PROBLEM TO WORK ON →
The answer is every line of the records that holds the word "matches", copied in full.

Stored data entries:
━━━━━━━━━━
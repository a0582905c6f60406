//! RF driver — TLS 1.2 client with mutual-certificate authentication to the
//! RF sensor. Sends a single enable command on connect, then reads
//! newline-delimited JSON detection objects. Precision detections carry an
//! absolute aircraft position and are rotated into the vehicle body frame
//! using the latest ownship fix; sector detections carry only a coarse
//! bearing.

use std::sync::Arc;
use std::time::{Duration, Instant};

use c2_types::{C2Error, C2Result, Measurement, MeasurementPayload, OwnShip, SensorHealth, SensorSource};
use rustls::{ClientConfig, RootCertStore};
use rustls_pki_types::ServerName;
use serde::Deserialize;
use tokio::io::{AsyncBufReadExt, AsyncWriteExt, BufReader};
use tokio::net::TcpStream;
use tokio::sync::{mpsc, watch};
use tokio::time::timeout;
use tokio_rustls::{client::TlsStream, TlsConnector};
use tracing::{info, warn};

use crate::config::RfConfig;

#[derive(Clone)]
pub struct RfHandle {
    health_rx: watch::Receiver<SensorHealth>,
}

impl RfHandle {
    pub fn health(&self) -> SensorHealth {
        *self.health_rx.borrow()
    }

    pub fn health_watch(&self) -> watch::Receiver<SensorHealth> {
        self.health_rx.clone()
    }
}

pub fn spawn(
    config: RfConfig,
    ownship_rx: watch::Receiver<Option<OwnShip>>,
    measurement_tx: mpsc::Sender<Measurement>,
) -> RfHandle {
    let initial = if config.enabled { SensorHealth::Standby } else { SensorHealth::Offline };
    let (health_tx, health_rx) = watch::channel(initial);

    if config.enabled {
        tokio::spawn(run(config, ownship_rx, measurement_tx, health_tx));
    }

    RfHandle { health_rx }
}

async fn run(
    config: RfConfig,
    ownship_rx: watch::Receiver<Option<OwnShip>>,
    measurement_tx: mpsc::Sender<Measurement>,
    health_tx: watch::Sender<SensorHealth>,
) {
    let tls_config = match load_client_config(&config).await {
        Ok(c) => c,
        Err(e) => {
            warn!(target: "rf_driver", "fatal config error: {e}");
            let _ = health_tx.send(SensorHealth::Offline);
            return;
        }
    };

    let mut backoff = Duration::from_secs(1);

    loop {
        match connect_and_stream(&config, &tls_config, &ownship_rx, &measurement_tx, &health_tx).await {
            Ok(()) => unreachable!("connect_and_stream only returns on error"),
            Err(e) => {
                warn!(target: "rf_driver", "{e}");
                let _ = health_tx.send(SensorHealth::Standby);
            }
        }
        tokio::time::sleep(backoff).await;
        backoff = (backoff * 2).min(Duration::from_secs(30));
    }
}

async fn load_client_config(config: &RfConfig) -> C2Result<Arc<ClientConfig>> {
    let ca_bytes = tokio::fs::read(&config.ca_path)
        .await
        .map_err(|e| C2Error::ConfigError(format!("reading CA chain {}: {e}", config.ca_path)))?;
    let mut root_store = RootCertStore::empty();
    for cert in rustls_pemfile::certs(&mut ca_bytes.as_slice()) {
        let cert = cert.map_err(|e| C2Error::ConfigError(format!("parsing CA chain: {e}")))?;
        root_store
            .add(cert)
            .map_err(|e| C2Error::ConfigError(format!("adding CA cert: {e}")))?;
    }

    let cert_bytes = tokio::fs::read(&config.cert_path)
        .await
        .map_err(|e| C2Error::ConfigError(format!("reading client cert {}: {e}", config.cert_path)))?;
    let client_certs = rustls_pemfile::certs(&mut cert_bytes.as_slice())
        .collect::<Result<Vec<_>, _>>()
        .map_err(|e| C2Error::ConfigError(format!("parsing client cert: {e}")))?;

    let key_bytes = tokio::fs::read(&config.key_path)
        .await
        .map_err(|e| C2Error::ConfigError(format!("reading client key {}: {e}", config.key_path)))?;
    let key = rustls_pemfile::private_key(&mut key_bytes.as_slice())
        .map_err(|e| C2Error::ConfigError(format!("parsing client key: {e}")))?
        .ok_or_else(|| C2Error::ConfigError(format!("no private key found in {}", config.key_path)))?;

    let builder = ClientConfig::builder_with_protocol_versions(&[&rustls::version::TLS12])
        .with_root_certificates(root_store);
    let tls_config = builder
        .with_client_auth_cert(client_certs, key)
        .map_err(|e| C2Error::TlsError(e.to_string()))?;

    Ok(Arc::new(tls_config))
}

/// Connects, enables detections, and streams until the connection fails.
/// Only returns `Err` — a clean return would mean the peer closed the
/// socket, which is still a failure from the caller's reconnect-loop view.
async fn connect_and_stream(
    config: &RfConfig,
    tls_config: &Arc<ClientConfig>,
    ownship_rx: &watch::Receiver<Option<OwnShip>>,
    measurement_tx: &mpsc::Sender<Measurement>,
    health_tx: &watch::Sender<SensorHealth>,
) -> C2Result<()> {
    let addr = format!("{}:{}", config.host, config.port);
    info!(target: "rf_driver", "connecting to {addr}");
    let tcp = timeout(Duration::from_millis(config.io_timeout_ms), TcpStream::connect(&addr))
        .await
        .map_err(|_| C2Error::ConnectError(format!("timed out connecting to {addr}")))?
        .map_err(|e| C2Error::ConnectError(e.to_string()))?;

    let server_name = ServerName::try_from(config.host.clone())
        .map_err(|e| C2Error::TlsError(format!("invalid server name {}: {e}", config.host)))?;
    let connector = TlsConnector::from(tls_config.clone());
    let mut tls_stream: TlsStream<TcpStream> = connector
        .connect(server_name, tcp)
        .await
        .map_err(|e| C2Error::TlsError(e.to_string()))?;
    info!(target: "rf_driver", "TLS connection established to {addr}");

    tls_stream
        .write_all(b"{\"detectionStatusEnabled\": true}\n")
        .await
        .map_err(|e| C2Error::ConnectionLost(e.to_string()))?;

    let mut reader = BufReader::new(tls_stream);
    loop {
        let mut line = String::new();
        let n = timeout(Duration::from_millis(config.io_timeout_ms.max(1000)), reader.read_line(&mut line))
            .await
            .map_err(|_| C2Error::Timeout)?
            .map_err(|e| C2Error::ConnectionLost(e.to_string()))?;
        if n == 0 {
            return Err(C2Error::ConnectionLost("RF sensor closed connection".into()));
        }
        let _ = health_tx.send(SensorHealth::Online);

        let trimmed = line.trim();
        if trimmed.is_empty() {
            continue;
        }
        let envelope: Envelope = match serde_json::from_str(trimmed) {
            Ok(e) => e,
            Err(e) => {
                warn!(target: "rf_driver", "malformed detection JSON: {e}");
                continue;
            }
        };
        let Some(publication) = envelope.detection_publication else { continue };
        let ownship = *ownship_rx.borrow();

        for det in &publication.omni_detections {
            if let Some(m) = process_detection(det, false, ownship) {
                let _ = measurement_tx.try_send(m);
            }
        }
        for det in &publication.sector_detections {
            if let Some(m) = process_detection(det, true, ownship) {
                let _ = measurement_tx.try_send(m);
            }
        }
    }
}

#[derive(Debug, Deserialize)]
struct Envelope {
    #[serde(rename = "DetectionPublication")]
    detection_publication: Option<DetectionPublication>,
}

#[derive(Debug, Default, Deserialize)]
struct DetectionPublication {
    #[serde(rename = "omniDetections", default)]
    omni_detections: Vec<Detection>,
    #[serde(rename = "sectorDetections", default)]
    sector_detections: Vec<Detection>,
}

#[derive(Debug, Deserialize)]
struct Detection {
    #[serde(rename = "detectionId", default)]
    detection_id: String,
    #[serde(default = "default_sector")]
    sector: u32,
    #[serde(default)]
    power: f64,
    #[serde(default)]
    frequency: f64,
    #[serde(rename = "aircraftLatitude", default)]
    aircraft_latitude: Option<f64>,
    #[serde(rename = "aircraftLongitude", default)]
    aircraft_longitude: Option<f64>,
    #[serde(rename = "aircraftAltitude", default)]
    aircraft_altitude: Option<f64>,
    #[serde(rename = "pilotLatitude", default)]
    pilot_latitude: Option<f64>,
    #[serde(rename = "pilotLongitude", default)]
    pilot_longitude: Option<f64>,
    #[serde(rename = "aircraftModel", default)]
    aircraft_model: Option<String>,
    #[serde(default)]
    serial: Option<String>,
}

fn default_sector() -> u32 {
    1
}

/// True-north bearing and horizontal (great-circle) range from ownship to
/// a target lat/lon, via the haversine formula.
fn bearing_and_range(lat1: f64, lon1: f64, lat2: f64, lon2: f64) -> (f64, f64) {
    let (lat1, lon1, lat2, lon2) = (lat1.to_radians(), lon1.to_radians(), lat2.to_radians(), lon2.to_radians());
    let dlon = lon2 - lon1;

    let y = dlon.sin() * lat2.cos();
    let x = lat1.cos() * lat2.sin() - lat1.sin() * lat2.cos() * dlon.cos();
    let bearing = (y.atan2(x).to_degrees() + 360.0) % 360.0;

    let dlat = lat2 - lat1;
    let a = (dlat / 2.0).sin().powi(2) + lat1.cos() * lat2.cos() * (dlon / 2.0).sin().powi(2);
    let c = 2.0 * a.sqrt().asin();
    const EARTH_RADIUS_M: f64 = 6_371_000.0;
    let horizontal_range = EARTH_RADIUS_M * c;

    (bearing, horizontal_range)
}

/// The DIVR MkII's 45°-wide sectors are offset 22.5° from true north, so
/// sector 1 (1-based) centers on bearing 22.5°.
fn sector_center_bearing(sector: u32) -> f64 {
    (sector as f64 - 1.0) * 45.0 + 22.5
}

fn power_confidence(power: f64) -> f64 {
    if power > 0.0 {
        (power / 100.0).min(1.0)
    } else {
        0.5
    }
}

fn process_detection(det: &Detection, is_sector: bool, ownship: Option<OwnShip>) -> Option<Measurement> {
    let has_precision = matches!(det.aircraft_latitude, Some(v) if v != 0.0)
        || matches!(det.aircraft_longitude, Some(v) if v != 0.0);

    if has_precision {
        let ownship = ownship?;
        let target_lat = det.aircraft_latitude.unwrap_or(0.0);
        let target_lon = det.aircraft_longitude.unwrap_or(0.0);
        let target_alt = det.aircraft_altitude.unwrap_or(0.0);

        let (bearing_true, horizontal_range) =
            bearing_and_range(ownship.latitude, ownship.longitude, target_lat, target_lon);
        let azimuth = (bearing_true - ownship.true_heading_deg).rem_euclid(360.0);
        let elevation = target_alt.atan2(horizontal_range).to_degrees();
        let range_m = (horizontal_range.powi(2) + target_alt.powi(2)).sqrt();
        let confidence = (0.9 + power_confidence(det.power)) / 2.0;

        Some(Measurement::new(
            SensorSource::RfPrecision,
            Instant::now(),
            azimuth,
            elevation,
            Some(range_m),
            None,
            confidence,
            MeasurementPayload::RfPrecision {
                detection_id: det.detection_id.clone(),
                aircraft_model: det.aircraft_model.clone(),
                serial: det.serial.clone(),
                pilot_lat: det.pilot_latitude,
                pilot_lon: det.pilot_longitude,
                frequency_hz: det.frequency,
                power_dbm: det.power,
            },
        ))
    } else if is_sector {
        let heading = ownship.map(|o| o.true_heading_deg).unwrap_or(0.0);
        let azimuth = (sector_center_bearing(det.sector) - heading).rem_euclid(360.0);
        let confidence = (0.7 + power_confidence(det.power)) / 2.0;

        Some(Measurement::new(
            SensorSource::RfSector,
            Instant::now(),
            azimuth,
            0.0,
            None,
            None,
            confidence,
            MeasurementPayload::RfSector {
                detection_id: det.detection_id.clone(),
                sector_index: det.sector,
                frequency_hz: det.frequency,
                power_dbm: det.power,
            },
        ))
    } else {
        // Omni fact-of-only detection with no location information at all.
        None
    }
}

#[cfg(test)]
mod tests {
    use super::*;

    fn sample_ownship() -> OwnShip {
        OwnShip {
            latitude: -25.841105,
            longitude: 28.180340,
            altitude_m: 1339.0,
            true_heading_deg: 0.0,
            ground_speed_mps: 0.0,
            fix_quality: c2_types::FixQuality::RtkFixed,
            heading_valid: true,
            timestamp: Instant::now(),
        }
    }

    #[test]
    fn sector_one_centers_on_22_5_degrees() {
        assert!((sector_center_bearing(1) - 22.5).abs() < 1e-9);
        assert!((sector_center_bearing(2) - 67.5).abs() < 1e-9);
    }

    #[test]
    fn precision_detection_requires_ownship() {
        let det = Detection {
            detection_id: "abc".into(),
            sector: 1,
            power: 50.0,
            frequency: 915_000_000.0,
            aircraft_latitude: Some(-25.85),
            aircraft_longitude: Some(28.19),
            aircraft_altitude: Some(100.0),
            pilot_latitude: None,
            pilot_longitude: None,
            aircraft_model: None,
            serial: None,
        };
        assert!(process_detection(&det, false, None).is_none());
        assert!(process_detection(&det, false, Some(sample_ownship())).is_some());
    }

    #[test]
    fn sector_detection_has_no_range() {
        let det = Detection {
            detection_id: "sec-1".into(),
            sector: 3,
            power: 10.0,
            frequency: 2_400_000_000.0,
            aircraft_latitude: None,
            aircraft_longitude: None,
            aircraft_altitude: None,
            pilot_latitude: None,
            pilot_longitude: None,
            aircraft_model: None,
            serial: None,
        };
        let m = process_detection(&det, true, Some(sample_ownship())).unwrap();
        assert_eq!(m.range_m, None);
    }

    #[test]
    fn omni_only_detection_without_precision_is_dropped() {
        let det = Detection {
            detection_id: "omni-1".into(),
            sector: 1,
            power: 10.0,
            frequency: 2_400_000_000.0,
            aircraft_latitude: None,
            aircraft_longitude: None,
            aircraft_altitude: None,
            pilot_latitude: None,
            pilot_longitude: None,
            aircraft_model: None,
            serial: None,
        };
        assert!(process_detection(&det, false, Some(sample_ownship())).is_none());
    }

    #[test]
    fn power_confidence_clamps_at_one() {
        assert_eq!(power_confidence(500.0), 1.0);
        assert_eq!(power_confidence(0.0), 0.5);
        assert_eq!(power_confidence(-10.0), 0.5);
    }
}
━━━━━━━━━━
RESPONSE FOR THIS EXERCISE →
    let has_precision = matches!(det.aircraft_latitude, Some(v) if v != 0.0)
        || matches!(det.aircraft_longitude, Some(v) if v != 0.0);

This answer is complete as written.